Voilà pourquoi nous devons, à la population rwandaise, à toutes les Miltantes et tous les Militants, à noa Forces Armées, à
tous les membres qui les composent, et surtout à ceux qui ont risqué leur vie, qui ont perdu leur vie pour la sauvegarde de la
paix nationale, pour la sauvegarde de notre patrimoine, pour la sauvegarde des acquis précieux de trente ans d'indépendance et
de consoli-dation nationales - nous leur devons, Rwandaises et Rwandais, Amis du Rwanda, notre gratitude la plus profonde!
Ils ont sauvé notre pays d'une guerre civile; ils ont sauvé notre pays de la destruction économique; ils ont ramené la paix
dans notre région et évité ainsi un embrasement régional, une conflagration généralisée, qui, pour quiconque moindrement au
courant de la réalité vraie, de notre pays, de notre région, ne pouvaient qu'être synonymes de souffrances indescriptibles,
synonyme aussi de la création d'un nouveau foyer continental de misère, de sang et de destruction.
Accordons à la mémoire de nos soldars morts au combat quelques instants de silence et de prière.
Mesdames et Messieurs les Députés,
Rwandaises et Rwandais,
Amis du Rwanda!
Le moment est venu de concentrer à nouveau toute notre attention sur la relance de notre économie.

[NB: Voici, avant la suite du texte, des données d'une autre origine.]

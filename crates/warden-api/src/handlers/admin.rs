//! Administrator management handlers
//!
//! Account management and authentication profiles are super-admin only.
//! Setting a user's second factor is open to any active admin.

use axum::{
    extract::{Path, Query, State},
    http::StatusCode,
    response::IntoResponse,
    Extension, Json,
};
use chrono::{DateTime, Utc};
use serde::{Deserialize, Serialize};
use std::sync::Arc;
use utoipa::{IntoParams, ToSchema};
use validator::Validate;
use warden_core::{
    Admin, AdminChanges, AdminRole, AuthProfile, NewAdmin, NewAuthProfile, SecondFactorSettings,
};

use crate::error::AppError;
use crate::extract::ValidatedJson;
use crate::state::AppState;

/// Administrator information response
#[derive(Debug, Clone, Serialize, Deserialize, ToSchema)]
pub struct AdminResponse {
    pub id: i64,
    pub email: String,
    pub username: String,
    #[schema(value_type = String, example = "super_admin")]
    pub role: AdminRole,
    pub is_active: bool,
    pub enable_2fa: bool,
    pub auth_profile_id: Option<i64>,
    pub created_at: DateTime<Utc>,
}

impl From<Admin> for AdminResponse {
    fn from(admin: Admin) -> Self {
        Self {
            id: admin.id,
            email: admin.email,
            username: admin.username,
            role: admin.role,
            is_active: admin.is_active,
            enable_2fa: admin.enable_2fa,
            auth_profile_id: admin.auth_profile_id,
            created_at: admin.created_at,
        }
    }
}

/// Administrator creation request
#[derive(Debug, Clone, Deserialize, Validate, ToSchema)]
pub struct CreateAdminRequest {
    #[validate(email)]
    pub email: String,
    #[validate(length(min = 3, max = 50))]
    pub username: String,
    #[validate(length(min = 8, max = 128))]
    pub password: String,
    #[serde(default)]
    #[schema(value_type = String, example = "admin")]
    pub role: AdminRole,
}

/// Partial administrator update
#[derive(Debug, Clone, Deserialize, Validate, ToSchema)]
pub struct UpdateAdminRequest {
    #[validate(email)]
    pub email: Option<String>,
    #[validate(length(min = 3, max = 50))]
    pub username: Option<String>,
    #[schema(value_type = Option<String>, example = "admin")]
    pub role: Option<AdminRole>,
    pub is_active: Option<bool>,
}

impl From<UpdateAdminRequest> for AdminChanges {
    fn from(request: UpdateAdminRequest) -> Self {
        Self {
            email: request.email,
            username: request.username,
            role: request.role,
            is_active: request.is_active,
        }
    }
}

/// Pagination for admin listing
#[derive(Debug, Clone, Deserialize, IntoParams)]
#[into_params(parameter_in = Query)]
pub struct ListParams {
    /// Rows to skip
    #[serde(default)]
    pub skip: i64,
    /// Maximum rows to return
    #[serde(default = "default_limit")]
    pub limit: i64,
}

fn default_limit() -> i64 {
    100
}

/// Second-factor settings request
#[derive(Debug, Clone, Deserialize, Validate, ToSchema)]
pub struct SecondFactorRequest {
    pub enable_2fa: bool,
    /// Required when enabling
    pub auth_profile_id: Option<i64>,
}

/// Second-factor settings response
#[derive(Debug, Serialize, Deserialize, ToSchema)]
pub struct SecondFactorResponse {
    pub message: String,
    pub id: i64,
    pub enable_2fa: bool,
    pub auth_profile_id: Option<i64>,
}

/// Authentication profile creation request
#[derive(Debug, Clone, Deserialize, Validate, ToSchema)]
pub struct CreateAuthProfileRequest {
    #[validate(length(min = 1, max = 100))]
    #[schema(example = "corporate-otp")]
    pub name: String,
    #[validate(url)]
    #[schema(example = "https://otp.example.com/verify")]
    pub endpoint: String,
    #[serde(default = "default_active")]
    pub is_active: bool,
}

fn default_active() -> bool {
    true
}

/// Authentication profile response
#[derive(Debug, Serialize, Deserialize, ToSchema)]
pub struct AuthProfileResponse {
    pub id: i64,
    pub name: String,
    pub endpoint: String,
    pub is_active: bool,
    pub created_at: DateTime<Utc>,
}

impl From<AuthProfile> for AuthProfileResponse {
    fn from(profile: AuthProfile) -> Self {
        Self {
            id: profile.id,
            name: profile.name,
            endpoint: profile.endpoint,
            is_active: profile.is_active,
            created_at: profile.created_at,
        }
    }
}

/// Check a settings request against the referenced profile
async fn resolve_second_factor(
    state: &AppState,
    request: &SecondFactorRequest,
) -> Result<SecondFactorSettings, AppError> {
    if !request.enable_2fa {
        return Ok(SecondFactorSettings::disabled());
    }

    let profile_id = request.auth_profile_id.ok_or_else(|| {
        AppError::BadRequest(
            "An authentication profile is required to enable second-factor authentication"
                .to_string(),
        )
    })?;

    let profile = state
        .stores
        .profiles
        .find_auth_profile(profile_id)
        .await?
        .ok_or_else(|| AppError::NotFound("Authentication profile not found".to_string()))?;

    if !profile.is_active {
        return Err(AppError::BadRequest(
            "Authentication profile is inactive".to_string(),
        ));
    }

    Ok(SecondFactorSettings {
        enable_2fa: true,
        auth_profile_id: Some(profile.id),
    })
}

// ============================================================================
// Any active admin
// ============================================================================

/// Get the current admin's profile
#[utoipa::path(
    get,
    path = "/api/admin/users/me",
    tag = "admin",
    responses(
        (status = 200, description = "Current admin", body = AdminResponse),
        (status = 401, description = "Unauthorized", body = crate::error::ApiError),
        (status = 403, description = "Inactive admin", body = crate::error::ApiError),
    ),
    security(("bearer_auth" = []))
)]
pub async fn me_handler(Extension(admin): Extension<Admin>) -> Json<AdminResponse> {
    Json(admin.into())
}

/// Set a user's second-factor settings
#[utoipa::path(
    put,
    path = "/api/admin/users/{id}/2fa",
    tag = "admin",
    params(("id" = i64, Path, description = "User id")),
    request_body = SecondFactorRequest,
    responses(
        (status = 200, description = "Settings updated", body = SecondFactorResponse),
        (status = 400, description = "Missing or inactive profile", body = crate::error::ApiError),
        (status = 404, description = "User or profile not found", body = crate::error::ApiError),
    ),
    security(("bearer_auth" = []))
)]
pub async fn set_user_2fa_handler(
    State(state): State<Arc<AppState>>,
    Extension(admin): Extension<Admin>,
    Path(user_id): Path<i64>,
    ValidatedJson(request): ValidatedJson<SecondFactorRequest>,
) -> Result<Json<SecondFactorResponse>, AppError> {
    state
        .stores
        .users
        .find_user_by_id(user_id)
        .await?
        .ok_or_else(|| AppError::NotFound("User not found".to_string()))?;

    let settings = resolve_second_factor(&state, &request).await?;
    let user = state
        .stores
        .users
        .set_user_second_factor(user_id, settings)
        .await?;

    tracing::info!(admin = admin.id, user = user.id, enable_2fa = user.enable_2fa, "User second factor updated");
    Ok(Json(SecondFactorResponse {
        message: format!("Second-factor settings updated for user '{}'", user.username),
        id: user.id,
        enable_2fa: user.enable_2fa,
        auth_profile_id: user.auth_profile_id,
    }))
}

// ============================================================================
// Super admin only
// ============================================================================

/// Create an administrator
#[utoipa::path(
    post,
    path = "/api/admin/users",
    tag = "admin",
    request_body = CreateAdminRequest,
    responses(
        (status = 201, description = "Admin created", body = AdminResponse),
        (status = 400, description = "Email or username already in use", body = crate::error::ApiError),
        (status = 403, description = "Super admin privileges required", body = crate::error::ApiError),
    ),
    security(("bearer_auth" = []))
)]
pub async fn create_admin_handler(
    State(state): State<Arc<AppState>>,
    ValidatedJson(request): ValidatedJson<CreateAdminRequest>,
) -> Result<impl IntoResponse, AppError> {
    let password_hash = state.hasher.hash(&request.password)?;
    let admin = state
        .stores
        .admins
        .create_admin(NewAdmin {
            email: request.email,
            username: request.username,
            password_hash,
            role: request.role,
        })
        .await?;

    tracing::info!(id = admin.id, role = %admin.role, "Admin created");
    Ok((StatusCode::CREATED, Json(AdminResponse::from(admin))))
}

/// List administrators ordered by id
#[utoipa::path(
    get,
    path = "/api/admin/users",
    tag = "admin",
    params(ListParams),
    responses(
        (status = 200, description = "Admins", body = Vec<AdminResponse>),
        (status = 403, description = "Super admin privileges required", body = crate::error::ApiError),
    ),
    security(("bearer_auth" = []))
)]
pub async fn list_admins_handler(
    State(state): State<Arc<AppState>>,
    Query(params): Query<ListParams>,
) -> Result<Json<Vec<AdminResponse>>, AppError> {
    let admins = state
        .stores
        .admins
        .list_admins(params.skip, params.limit)
        .await?;
    Ok(Json(admins.into_iter().map(AdminResponse::from).collect()))
}

/// Get one administrator
#[utoipa::path(
    get,
    path = "/api/admin/users/{id}",
    tag = "admin",
    params(("id" = i64, Path, description = "Admin id")),
    responses(
        (status = 200, description = "Admin", body = AdminResponse),
        (status = 404, description = "Admin not found", body = crate::error::ApiError),
    ),
    security(("bearer_auth" = []))
)]
pub async fn get_admin_handler(
    State(state): State<Arc<AppState>>,
    Path(id): Path<i64>,
) -> Result<Json<AdminResponse>, AppError> {
    let admin = state
        .stores
        .admins
        .find_admin_by_id(id)
        .await?
        .ok_or_else(|| AppError::NotFound("Admin not found".to_string()))?;
    Ok(Json(admin.into()))
}

/// Update an administrator.
///
/// Demoting or deactivating the last active super admin is refused.
#[utoipa::path(
    put,
    path = "/api/admin/users/{id}",
    tag = "admin",
    params(("id" = i64, Path, description = "Admin id")),
    request_body = UpdateAdminRequest,
    responses(
        (status = 200, description = "Updated admin", body = AdminResponse),
        (status = 400, description = "Duplicate field or last active super admin", body = crate::error::ApiError),
        (status = 404, description = "Admin not found", body = crate::error::ApiError),
    ),
    security(("bearer_auth" = []))
)]
pub async fn update_admin_handler(
    State(state): State<Arc<AppState>>,
    Extension(requester): Extension<Admin>,
    Path(id): Path<i64>,
    ValidatedJson(request): ValidatedJson<UpdateAdminRequest>,
) -> Result<Json<AdminResponse>, AppError> {
    let admin = state
        .stores
        .admins
        .update_admin(id, AdminChanges::from(request))
        .await?;

    tracing::info!(id, by = requester.id, is_active = admin.is_active, "Admin updated");
    Ok(Json(admin.into()))
}

/// Delete an administrator and its sessions
#[utoipa::path(
    delete,
    path = "/api/admin/users/{id}",
    tag = "admin",
    params(("id" = i64, Path, description = "Admin id")),
    responses(
        (status = 204, description = "Admin deleted"),
        (status = 400, description = "Self deletion or last active super admin", body = crate::error::ApiError),
        (status = 404, description = "Admin not found", body = crate::error::ApiError),
    ),
    security(("bearer_auth" = []))
)]
pub async fn delete_admin_handler(
    State(state): State<Arc<AppState>>,
    Extension(requester): Extension<Admin>,
    Path(id): Path<i64>,
) -> Result<StatusCode, AppError> {
    state.stores.admins.delete_admin(id, requester.id).await?;
    tracing::info!(id, by = requester.id, "Admin deleted");
    Ok(StatusCode::NO_CONTENT)
}

/// Set an administrator's second-factor settings
#[utoipa::path(
    put,
    path = "/api/admin/admins/{id}/2fa",
    tag = "admin",
    params(("id" = i64, Path, description = "Admin id")),
    request_body = SecondFactorRequest,
    responses(
        (status = 200, description = "Settings updated", body = SecondFactorResponse),
        (status = 400, description = "Missing or inactive profile", body = crate::error::ApiError),
        (status = 404, description = "Admin or profile not found", body = crate::error::ApiError),
    ),
    security(("bearer_auth" = []))
)]
pub async fn set_admin_2fa_handler(
    State(state): State<Arc<AppState>>,
    Path(id): Path<i64>,
    ValidatedJson(request): ValidatedJson<SecondFactorRequest>,
) -> Result<Json<SecondFactorResponse>, AppError> {
    state
        .stores
        .admins
        .find_admin_by_id(id)
        .await?
        .ok_or_else(|| AppError::NotFound("Admin not found".to_string()))?;

    let settings = resolve_second_factor(&state, &request).await?;
    let admin = state
        .stores
        .admins
        .set_admin_second_factor(id, settings)
        .await?;

    Ok(Json(SecondFactorResponse {
        message: format!("Second-factor settings updated for admin '{}'", admin.username),
        id: admin.id,
        enable_2fa: admin.enable_2fa,
        auth_profile_id: admin.auth_profile_id,
    }))
}

/// Register an external second-factor verifier
#[utoipa::path(
    post,
    path = "/api/admin/auth-profiles",
    tag = "admin",
    request_body = CreateAuthProfileRequest,
    responses(
        (status = 201, description = "Profile created", body = AuthProfileResponse),
        (status = 400, description = "Duplicate profile name", body = crate::error::ApiError),
    ),
    security(("bearer_auth" = []))
)]
pub async fn create_auth_profile_handler(
    State(state): State<Arc<AppState>>,
    ValidatedJson(request): ValidatedJson<CreateAuthProfileRequest>,
) -> Result<impl IntoResponse, AppError> {
    let profile = state
        .stores
        .profiles
        .create_auth_profile(NewAuthProfile {
            name: request.name,
            endpoint: request.endpoint,
            is_active: request.is_active,
        })
        .await?;

    Ok((StatusCode::CREATED, Json(AuthProfileResponse::from(profile))))
}

/// Get an authentication profile
#[utoipa::path(
    get,
    path = "/api/admin/auth-profiles/{id}",
    tag = "admin",
    params(("id" = i64, Path, description = "Profile id")),
    responses(
        (status = 200, description = "Profile", body = AuthProfileResponse),
        (status = 404, description = "Profile not found", body = crate::error::ApiError),
    ),
    security(("bearer_auth" = []))
)]
pub async fn get_auth_profile_handler(
    State(state): State<Arc<AppState>>,
    Path(id): Path<i64>,
) -> Result<Json<AuthProfileResponse>, AppError> {
    let profile = state
        .stores
        .profiles
        .find_auth_profile(id)
        .await?
        .ok_or_else(|| AppError::NotFound("Authentication profile not found".to_string()))?;
    Ok(Json(profile.into()))
}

Comme vous le savez, comme nous le savons, le Gouvernement Rwandais a de tout temps mis son engagement et toute sa fierté
dans la promotion d'un développement économique authentique, qui nous garantirait à la fois une certaine marge de manœuvre,
une certaine marge d'indépendance, indissociable de l'idée que nous faisons de la dignité nationale, élément qui laisserait
aux générations qui nous suivront le maximum d'options ouvertes, un auto-développement enfin et surtout dont la croissance prend
racine dans la valorisation de nos ressources en réponse à la satisfaction première de nos besoins, tout en nous permettant
de dégager des surplus exportables indispensables, un auto-développement écono-mique qui accorde la plus haute importance à
l'augmentation du pouvoir d'achat en milieu rural, à la défense du producteur, de tous les producteurs, agricoles, artisanaux
et industriels, mais d'une manière privilégiée du petit producteur en milieu rural, dont toute notre économie dépend d'une
manière existentielle.
Mais de cela, je vous ai déjà longuement entretenus, à tant d'occasions. Aujourd'hui, j'aimerais, à ce sujet, simplement
vous redire ma conviction intime, comme je l'ai dit si souvent et en particulier le 15 juin 1987, dans la synthèse que j'ai
tirée de mes rencontres avec l'ensemble des fonctionnaires et du personnel politique, selon laquelle plus élevé le niveau
général de sensibilisation nationale, à chaque échelon, pour chaque individu - qu'il soit adulte ou jeun, médecin, juriste ou
musicien, chimiste, infirmière, ménagère, vendeuse, écrivain ou opérateur économique - que plus élevé le degré de perception
et de la maîtrise conceptuelle, c'est-à-dire, de la sensibilisation aux problèmes économiques nationaux, plus sera élevé le
degré d'intériorisation de la compréhension de la réalité vraie de notre économie, et plus vite avancera notre pays, plus
facilement comprendrons-nous ses défis et ses contraintes fondamentales, plus vite trouverons-nous les solutions à nos problèmes
économiques, mais aussi à bien d'autres encore, et cela grâce à une vision partagée, et sans cesse approfondie, de notre
auto-développement qui nous permettra de penser " cohérence", de penser " urgence ", de penser " intérêt national bien compris ",
et cela pour tout ce que nous entreprenons.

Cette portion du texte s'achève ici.